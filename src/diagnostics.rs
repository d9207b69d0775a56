//! Shared diagnostic machinery. Every stage renders its errors through the
//! same line/caret utility so the compiler's output is uniform:
//!
//! ```text
//! error: <message>
//!   4 | return 1.0
//!     |        ^^^
//! ```

use itertools::Itertools;

use crate::frontend::{SourceFile, token::Pos};

/// A single rendered compiler error, pinned to a range of columns on one
/// source line.
#[derive(Debug, Clone)]
pub struct Diagnostic {
    /// Raw error message without formatting, eg. 'expected type'
    pub message: String,

    line: usize,
    line_str: String,
    from: usize,
    length: usize,
}

impl Diagnostic {
    /// Create a diagnostic underlining the columns `[from.col, to.col)`,
    /// where `to` is the position immediately after the offending range
    /// (a token's `end_pos`).
    pub fn span(file: &SourceFile, from: &Pos, to: &Pos, message: impl Into<String>) -> Self {
        Self::at(file, from, to.col.saturating_sub(from.col), message)
    }

    /// Create a diagnostic underlining `length` columns starting at `from`.
    pub fn at(file: &SourceFile, from: &Pos, length: usize, message: impl Into<String>) -> Self {
        Diagnostic {
            message: message.into(),
            line: from.row + 1,
            line_str: file.line(from.row).to_owned(),
            from: from.col,
            length,
        }
    }
}

impl core::fmt::Display for Diagnostic {
    fn fmt(&self, f: &mut std::fmt::Formatter<'_>) -> std::fmt::Result {
        write!(
            f,
            "error: {}\n{:>3} | {}\n    | {}{}",
            self.message,
            self.line,
            self.line_str,
            " ".repeat(self.from),
            "^".repeat(self.length.max(1)),
        )
    }
}

/// An append-only list of diagnostics owned by a compiler stage. Stages check
/// each other's counts at stage boundaries and refuse to run on erroneous
/// input.
#[derive(Debug, Clone, Default)]
pub struct DiagnosticList {
    diagnostics: Vec<Diagnostic>,
}

impl DiagnosticList {
    pub fn new() -> Self {
        Self::default()
    }

    pub fn add(&mut self, diagnostic: Diagnostic) {
        self.diagnostics.push(diagnostic);
    }

    pub fn len(&self) -> usize {
        self.diagnostics.len()
    }

    pub fn is_empty(&self) -> bool {
        self.diagnostics.is_empty()
    }

    pub fn get(&self, index: usize) -> Option<&Diagnostic> {
        self.diagnostics.get(index)
    }

    pub fn iter(&self) -> std::slice::Iter<'_, Diagnostic> {
        self.diagnostics.iter()
    }
}

impl core::fmt::Display for DiagnosticList {
    fn fmt(&self, f: &mut std::fmt::Formatter<'_>) -> std::fmt::Result {
        write!(f, "{}", self.diagnostics.iter().join("\n"))
    }
}

#[cfg(test)]
mod tests {
    use super::*;

    #[test]
    fn renders_message_excerpt_and_underline() {
        let file = SourceFile::from_memory("func f() int {\n\treturn 1.0\n}");
        let from = Pos {
            col: 8,
            row: 1,
            offset: 23,
            line_begin: 15,
        };
        let to = Pos {
            col: 11,
            row: 1,
            offset: 26,
            line_begin: 15,
        };

        let rendered = Diagnostic::span(&file, &from, &to, "expected return type int, got float")
            .to_string();

        let mut lines = rendered.lines();
        assert_eq!(
            lines.next(),
            Some("error: expected return type int, got float")
        );
        assert_eq!(lines.next(), Some("  2 | \treturn 1.0"));
        assert_eq!(lines.next(), Some("    |         ^^^"));
        assert_eq!(lines.next(), None);
    }

    #[test]
    fn underline_is_never_empty() {
        let file = SourceFile::from_memory("x");
        let pos = Pos {
            col: 0,
            row: 0,
            offset: 0,
            line_begin: 0,
        };

        let rendered = Diagnostic::at(&file, &pos, 0, "x is undefined").to_string();
        assert!(rendered.ends_with("| ^"));
    }

    #[test]
    fn list_joins_renderings_with_newlines() {
        let file = SourceFile::from_memory("?^");
        let pos = |col| Pos {
            col,
            row: 0,
            offset: col,
            line_begin: 0,
        };

        let mut list = DiagnosticList::new();
        list.add(Diagnostic::at(&file, &pos(0), 1, "illegal token"));
        list.add(Diagnostic::at(&file, &pos(1), 1, "illegal token"));

        assert_eq!(list.len(), 2);
        assert_eq!(list.to_string().lines().count(), 6);
    }
}
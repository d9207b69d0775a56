//! Compiler front-end and middle-end for the Koi programming language. The
//! pipeline is strictly feed-forward: source bytes are scanned to tokens,
//! parsed to an AST, semantically analyzed into a symbol table, and lowered
//! to a linear IR for a target specific code generator.
//!
//! Each stage either produces its output in full or the pipeline stops with
//! the stage's diagnostics.

use std::path::PathBuf;

use thiserror::Error;
use tracing::info;

use crate::{
    diagnostics::DiagnosticList,
    frontend::{SourceFile, SourceFileOrigin, ast::Ast, parser::Parser, scanner::Scanner},
    middle::{analyze::analyze, ir::Ir, ir::build::build_ir, symtab::SymbolTable},
};

pub mod diagnostics;
pub mod frontend;
pub mod index;
pub mod middle;

#[derive(Debug, Error)]
pub enum CompileError {
    #[error(transparent)]
    Read(#[from] std::io::Error),
    #[error("{0}")]
    Compile(DiagnosticList),
}

impl CompileError {
    /// The diagnostics behind a compile failure, if any.
    pub fn diagnostics(&self) -> Option<&DiagnosticList> {
        match self {
            CompileError::Read(_) => None,
            CompileError::Compile(diagnostics) => Some(diagnostics),
        }
    }
}

/// Scan, parse, and analyze a single file. When `src` is given the text is
/// compiled from memory under the given name; otherwise the file is read
/// from disk. Scanner and parser errors short circuit; semantic errors are
/// reported the same way after the whole tree has been checked.
pub fn parse_file(
    filename: impl Into<PathBuf>,
    src: Option<&str>,
) -> Result<(Ast, SymbolTable), CompileError> {
    let path = filename.into();

    let file = match src {
        Some(text) => SourceFile::new(SourceFileOrigin::File(path), text.as_bytes().to_vec()),
        None => SourceFile::read(path)?,
    };

    front_end(&file)
}

/// Run the full pipeline on a source file, producing the linear IR.
pub fn generate_ir(file: &SourceFile) -> Result<Ir, CompileError> {
    let (ast, table) = front_end(file)?;
    Ok(build_ir(&ast, &table))
}

fn front_end(file: &SourceFile) -> Result<(Ast, SymbolTable), CompileError> {
    info!("compiling {}", file.origin);

    let mut scanner = Scanner::new(file);
    let tokens = scanner.scan_all();

    if scanner.num_errors() > 0 {
        return Err(CompileError::Compile(scanner.into_diagnostics()));
    }

    let mut parser = Parser::new(file, tokens);
    let ast = parser.parse();

    if parser.num_errors() > 0 {
        return Err(CompileError::Compile(parser.into_diagnostics()));
    }

    let (table, diagnostics) = analyze(file, &ast);

    if !diagnostics.is_empty() {
        return Err(CompileError::Compile(diagnostics));
    }

    Ok((ast, table))
}
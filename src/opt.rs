use clap::Parser;

/// Download a month's desktop wallpaper calendars from Smashing Magazine.
///
/// Scrapes the roundup article for the given month and saves every wallpaper
/// offered at the requested size into the current directory as PNG files.
#[derive(Debug, Parser)]
#[command(version)]
pub struct Opt {
    /// Wallpaper release year, 2010 or later
    pub year: i16,

    /// Wallpaper release month, 1 through 12
    pub month: i8,

    /// Wallpaper size exactly as it appears on the page, e.g. 320x480
    pub size: String,
}

#[cfg(test)]
mod tests {
    use super::*;
    use clap::CommandFactory;

    #[test]
    fn check_arg_sanity() {
        Opt::command().debug_assert();
    }

    #[test]
    fn parses_positional_args() {
        let opt = Opt::parse_from(["smashing-wallpaper", "2023", "6", "320x480"]);
        assert_eq!(opt.year, 2023);
        assert_eq!(opt.month, 6);
        assert_eq!(opt.size, "320x480");
    }

    #[test]
    fn size_is_kept_verbatim() {
        let opt = Opt::parse_from(["smashing-wallpaper", "2023", "6", " 320X480 "]);
        assert_eq!(opt.size, " 320X480 ");
    }
}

━━━━━━

If a line in the records contains "length", report it.

    length: usize,
    /// Create a diagnostic underlining `length` columns starting at `from`.
    pub fn at(file: &SourceFile, from: &Pos, length: usize, message: impl Into<String>) -> Self {
            length,
            "^".repeat(self.length.max(1)),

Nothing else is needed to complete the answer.